La Nyalla mengatakan, setidaknya ada empat implikasi dari presidential threshold. Pertama, pemilihan presiden (pilpres) hanya akan memunculkan dua pasangan calon yang head to head.
Presidential threshold atau ambang batas capres merupakan syarat pasangan calon di pilpres. Pasangan calon harus diusulkan oleh partai politik atau gabungan partai politik yang memenuhi persyaratan perolehan kursi paling sedikit 20 persen dari jumlah kursi DPR atau 25 persen dari suara sah secara nasional pada pemilu anggota DPR sebelumnya. Keadaan tersebut mempersempit kemungkinan lahirnya lebih dari tiga pasangan capres-cawapres.
“Meskipun di atas kertas didalilkan bisa memunculkan tiga hingga empat pasang calon, tidak begitu dalam praktiknya.

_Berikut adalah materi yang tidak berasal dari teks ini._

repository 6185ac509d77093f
pub mod http;
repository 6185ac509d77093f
use crate::ai::context::Turn;
use crate::ai::emotion::{Action, EmotionKind, EmotionRules, EmotionState};
use crate::ai::vocabulary::VocabularyConstraints;
use std::fmt::Write;

pub const DEFAULT_SYSTEM_PROMPT: &str = "你是一个对话机器人。在对话中,你需要:
1. 只使用指定的词汇表达
2. 表现出适当的情绪
3. 保持对话的自然性和连贯性
4. 回答要简短精炼";

/// Marker rendered in place of an empty history block.
pub const EMPTY_HISTORY: &str = "（无）";

const EXAMPLE_REPLY: &str = r#"{
    "text": "你好，很高兴见到你",
    "emotion_type": "高兴",
    "action": "微笑",
    "speech_speed": 7,
    "volume": 6,
    "pitch": 7
}"#;

/// Everything a turn prompt is rendered from. Rendering is a pure function of
/// these inputs.
pub struct TurnPrompt<'a> {
    pub user_input: &'a str,
    pub history: &'a [Turn],
    pub emotion: &'a EmotionState,
    pub vocabulary: &'a VocabularyConstraints,
    pub rules: Option<&'a EmotionRules>,
}

fn joined<I, S>(items: I) -> String
where
    I: IntoIterator<Item = S>,
    S: AsRef<str>,
{
    items
        .into_iter()
        .map(|s| s.as_ref().to_string())
        .collect::<Vec<_>>()
        .join("、")
}

impl TurnPrompt<'_> {
    pub fn render(&self) -> String {
        let mut out = String::new();
        let dials = self.emotion.dials();

        out.push_str("你是一个对话机器人。请按照以下要求回复:\n\n");
        out.push_str("1. 输出格式必须是合法的JSON，包含以下字段:\n");
        out.push_str("   - text: 回复的文本内容\n");
        let _ = writeln!(
            out,
            "   - emotion_type: 情感类型，必须是以下之一：{}",
            joined(EmotionKind::ALL.iter().map(|k| k.label()))
        );
        let _ = writeln!(
            out,
            "   - action: 动作，必须是以下之一：{}",
            joined(Action::ALL.iter().map(|a| a.label()))
        );
        out.push_str("   - speech_speed: 语速，1-10的整数\n");
        out.push_str("   - volume: 音量，1-10的整数\n");
        out.push_str("   - pitch: 音调，1-10的整数\n\n");

        out.push_str("2. 当前情感状态:\n");
        let _ = writeln!(out, "   - 类型: {}", self.emotion.kind());
        let _ = writeln!(out, "   - 语速: {}", dials.speech_speed);
        let _ = writeln!(out, "   - 音量: {}", dials.volume);
        let _ = writeln!(out, "   - 音调: {}", dials.pitch);
        if let Some(rules) = self.rules {
            let next = rules.transitions_from(self.emotion.kind());
            if !next.is_empty() {
                let _ = writeln!(out, "   - 建议的情感转换: {}", joined(next.iter().map(|k| k.label())));
            }
            let triggered = rules.triggered_by(self.user_input);
            if !triggered.is_empty() {
                let _ = writeln!(out, "   - 输入可能触发的情感: {}", joined(triggered.iter().map(|k| k.label())));
            }
        }
        out.push('\n');

        out.push_str("3. 对话历史:\n");
        if self.history.is_empty() {
            out.push_str(EMPTY_HISTORY);
            out.push('\n');
        } else {
            for turn in self.history {
                let _ = writeln!(out, "{}: {}", turn.role.prompt_prefix(), turn.text);
            }
        }
        out.push('\n');

        if !self.vocabulary.is_empty() {
            out.push_str("4. 词汇约束(尽量只使用以下词汇表达):\n");
            for (kind, words) in &self.vocabulary.emotions {
                if !words.is_empty() {
                    let _ = writeln!(out, "   - {}: {}", kind, joined(words));
                }
            }
            if !self.vocabulary.actions.is_empty() {
                let _ = writeln!(out, "   - 动作: {}", joined(&self.vocabulary.actions));
            }
            for (category, words) in &self.vocabulary.responses {
                if !words.is_empty() {
                    let _ = writeln!(out, "   - {}: {}", category, joined(words));
                }
            }
            out.push('\n');
        }

        out.push_str("5. 用户输入:\n");
        out.push_str(self.user_input);
        out.push_str("\n\n");

        out.push_str("请确保你的回复是一个合法的JSON字符串，包含所有必需字段。例如:\n");
        out.push_str(EXAMPLE_REPLY);
        out.push_str("\n\n请根据上述要求生成回复:");
        out
    }
}
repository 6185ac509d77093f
pub mod routes;
pub mod state;
pub mod ws;

pub use routes::routes;
pub use state::{AppState, ChatRequest, ChatResponse, ServerEvent, StatusReport};

use std::future::Future;
use std::net::SocketAddr;

/// Bind `addr` and serve until `shutdown` resolves.
pub async fn serve(
    state: AppState,
    addr: SocketAddr,
    shutdown: impl Future<Output = ()> + Send + 'static,
) -> Result<(), warp::Error> {
    let (bound, server) = warp::serve(routes(state)).try_bind_with_graceful_shutdown(addr, shutdown)?;
    tracing::info!(%bound, "dialogue server listening");
    server.await;
    tracing::info!("dialogue server stopped");
    Ok(())
}
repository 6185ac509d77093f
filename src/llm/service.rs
//! Model handle: shared server state holding the active backend.

use crate::config::{ConfigError, SystemConfig};
use crate::llm::llm_config::ModelType;
use crate::llm::ollama::OllamaService;
use crate::llm::openai::OpenAIService;
use crate::llm::provider::{ModelService, PromptSettings, SamplingParams};
use crate::utils::http::RetryPolicy;
use std::sync::Arc;
use tokio::sync::RwLock;

/// Holds the active backend; swapped atomically when the config changes.
/// In-flight turns keep the `Arc` they started with.
#[derive(Clone)]
pub struct ModelHandle {
    service: Arc<RwLock<Arc<dyn ModelService>>>,
}

impl ModelHandle {
    pub fn new(service: Arc<dyn ModelService>) -> Self {
        Self {
            service: Arc::new(RwLock::new(service)),
        }
    }

    pub fn from_config(config: &SystemConfig) -> Result<Self, ConfigError> {
        Ok(Self::new(build_model_service(config)?))
    }

    pub async fn current(&self) -> Arc<dyn ModelService> {
        self.service.read().await.clone()
    }

    pub async fn swap(&self, service: Arc<dyn ModelService>) {
        tracing::info!(backend = service.id(), model = service.model_name(), "model service swapped");
        *self.service.write().await = service;
    }
}

/// Factory: build the backend named by `model.model_type`.
pub fn build_model_service(config: &SystemConfig) -> Result<Arc<dyn ModelService>, ConfigError> {
    let model = &config.model;
    let params = SamplingParams::from(model);
    let settings = PromptSettings::from_config(config);
    let retry = RetryPolicy::with_retries(model.max_retries);
    let base_url = model
        .base_url()
        .ok_or_else(|| ConfigError::Invalid(vec!["model_type other needs model.api_base".into()]))?;

    let service: Arc<dyn ModelService> = match model.model_type {
        ModelType::Ollama => Arc::new(OllamaService::new(
            base_url,
            model.model_name.clone(),
            params,
            settings,
            retry,
        )),
        ModelType::OpenAI => {
            let key = model
                .resolve_api_key()
                .ok_or_else(|| ConfigError::MissingApiKey(model.api_key_env.clone().unwrap_or_default()))?;
            Arc::new(OpenAIService::new(
                Some(key),
                base_url,
                model.model_name.clone(),
                params,
                settings,
                retry,
            ))
        }
        ModelType::Other => Arc::new(
            OpenAIService::new(
                model.resolve_api_key(),
                base_url,
                model.model_name.clone(),
                params,
                settings,
                retry,
            )
            .with_id("other"),
        ),
    };
    Ok(service)
}
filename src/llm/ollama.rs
//! Ollama adapter: single-shot generation via `/api/generate`.
//!
//! ```json
//! {"model":"llama2","response":"{...}","done":true,"eval_count":42,"eval_duration":830000000}
//! ```

use async_trait::async_trait;
use reqwest::Client;
use serde::{Deserialize, Serialize};
use std::time::Duration;

use crate::llm::error::LlmError;
use crate::llm::provider::{Completion, CompletionMetrics, ModelService, PromptSettings, SamplingParams};
use crate::utils::http::{ensure_success, request_with_retry, RetryPolicy};

#[derive(Debug, Clone, Serialize)]
struct GenerateRequest {
    model: String,
    prompt: String,
    #[serde(skip_serializing_if = "String::is_empty")]
    system: String,
    stream: bool,
    #[serde(skip_serializing_if = "Option::is_none")]
    options: Option<serde_json::Value>,
}

#[derive(Debug, Deserialize)]
struct GenerateResponse {
    #[serde(default)]
    response: String,
    total_duration: Option<u64>,
    eval_count: Option<u64>,
    eval_duration: Option<u64>,
}

impl GenerateResponse {
    fn metrics(&self) -> CompletionMetrics {
        let tokens_per_second = match (self.eval_count, self.eval_duration) {
            (Some(count), Some(ns)) if ns > 0 => Some(count as f64 / (ns as f64 / 1e9)),
            _ => None,
        };
        CompletionMetrics {
            total_duration_ms: self.total_duration.map(|ns| ns as f64 / 1e6),
            eval_count: self.eval_count,
            tokens_per_second,
        }
    }
}

/// Response from `GET /api/tags`.
#[derive(Debug, Deserialize)]
pub struct OllamaTagsResponse {
    #[serde(default)]
    pub models: Vec<OllamaModelInfo>,
}

#[derive(Debug, Clone, Serialize, Deserialize)]
pub struct OllamaModelInfo {
    pub name: String,
    pub size: Option<u64>,
    pub modified_at: Option<String>,
}

#[derive(Debug, Deserialize)]
struct VersionResponse {
    version: String,
}

pub struct OllamaService {
    client: Client,
    base_url: String,
    model: String,
    params: SamplingParams,
    settings: PromptSettings,
    retry: RetryPolicy,
}

pub(crate) fn build_client(timeout: Duration) -> Client {
    Client::builder()
        .timeout(timeout)
        .build()
        .unwrap_or_else(|_| Client::new())
}

impl OllamaService {
    pub fn new(
        base_url: String,
        model: String,
        params: SamplingParams,
        settings: PromptSettings,
        retry: RetryPolicy,
    ) -> Self {
        Self {
            client: build_client(settings.timeout),
            base_url: base_url.trim_end_matches('/').to_string(),
            model,
            params,
            settings,
            retry,
        }
    }

    /// Swap the HTTP client, e.g. for one that bypasses system proxies.
    pub fn with_client(mut self, client: Client) -> Self {
        self.client = client;
        self
    }

    fn options(&self) -> Option<serde_json::Value> {
        let p = &self.params;
        let mut opts = serde_json::Map::new();
        if let Some(t) = p.temperature {
            opts.insert("temperature".into(), serde_json::json!(t));
        }
        if let Some(n) = p.max_tokens {
            opts.insert("num_predict".into(), serde_json::json!(n));
        }
        if let Some(k) = p.top_k {
            opts.insert("top_k".into(), serde_json::json!(k));
        }
        if let Some(tp) = p.top_p {
            opts.insert("top_p".into(), serde_json::json!(tp));
        }
        if let Some(r) = p.repeat_penalty {
            opts.insert("repeat_penalty".into(), serde_json::json!(r));
        }
        if let Some(s) = &p.stop {
            opts.insert("stop".into(), serde_json::json!(s));
        }
        (!opts.is_empty()).then(|| serde_json::Value::Object(opts))
    }

    async fn get(&self, path: &str) -> Result<reqwest::Response, LlmError> {
        let url = format!("{}{}", self.base_url, path);
        let client = self.client.clone();
        let response = request_with_retry(
            move || {
                let client = client.clone();
                let url = url.clone();
                async move { client.get(&url).send().await }
            },
            self.retry,
        )
        .await?;
        ensure_success(response).await
    }

    /// Models installed on the server.
    pub async fn list_models(&self) -> Result<Vec<OllamaModelInfo>, LlmError> {
        let tags: OllamaTagsResponse = self
            .get("/api/tags")
            .await?
            .json()
            .await
            .map_err(|e| LlmError::MalformedCompletion(format!("bad /api/tags body: {e}")))?;
        Ok(tags.models)
    }

    /// Server reachable and configured model installed. Returns the server version.
    pub async fn check_ready(&self) -> Result<String, LlmError> {
        let version: VersionResponse = self
            .get("/api/version")
            .await?
            .json()
            .await
            .map_err(|e| LlmError::MalformedCompletion(format!("bad /api/version body: {e}")))?;
        let models = self.list_models().await?;
        let installed = models.iter().any(|m| {
            m.name == self.model || m.name.split(':').next() == Some(self.model.as_str())
        });
        if !installed {
            return Err(LlmError::Status {
                status: 404,
                body: format!("model {} is not installed", self.model),
            });
        }
        Ok(version.version)
    }
}

#[async_trait]
impl ModelService for OllamaService {
    async fn complete(&self, system: &str, prompt: &str) -> Result<Completion, LlmError> {
        let url = format!("{}/api/generate", self.base_url);
        let body = GenerateRequest {
            model: self.model.clone(),
            prompt: prompt.to_string(),
            system: system.to_string(),
            stream: false,
            options: self.options(),
        };
        let client = self.client.clone();

        let response = request_with_retry(
            move || {
                let client = client.clone();
                let url = url.clone();
                let body = body.clone();
                async move { client.post(&url).json(&body).send().await }
            },
            self.retry,
        )
        .await?;
        let raw: serde_json::Value = ensure_success(response)
            .await?
            .json()
            .await
            .map_err(|e| LlmError::MalformedCompletion(format!("bad Ollama body: {e}")))?;
        let parsed: GenerateResponse = serde_json::from_value(raw.clone())
            .map_err(|e| LlmError::MalformedCompletion(format!("bad Ollama body: {e}")))?;

        if parsed.response.trim().is_empty() {
            return Err(LlmError::EmptyCompletion);
        }
        let metrics = parsed.metrics();
        if let Some(tps) = metrics.tokens_per_second {
            tracing::debug!(tokens_per_second = tps, eval_count = ?metrics.eval_count, "ollama generation stats");
        }
        Ok(Completion {
            text: parsed.response.clone(),
            raw,
            metrics: Some(metrics),
        })
    }

    fn id(&self) -> &str {
        "ollama"
    }

    fn model_name(&self) -> &str {
        &self.model
    }

    fn settings(&self) -> &PromptSettings {
        &self.settings
    }
}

Buktinya, dalam pemilu yang lalu-lalu bangsa ini hanya sanggup memunculkan dua pasang calon,” tutur La Nyalla.
Dampak dengan hanya ada dua pasangan calon, pilpres menyebabkan pembelahan politik dan polarisasi yang begitu kuat di akar rumput.
"Kondisi itu masih dirasakan hingga detik ini, meski sudah ada rekonsiliasi. Tentu sangat tidak produktif bagi perjalanan bangsa dan negara ini,” katanya.
Menurut La Nyalla, implikasi kedua dari presidential threshold, menghambat putra-putri terbaik bangsa yang hendak maju di pilpres tanpa naungan partai politik. Sebab, sejatinya negeri ini tidak kekurangan calon pemimpin kompeten.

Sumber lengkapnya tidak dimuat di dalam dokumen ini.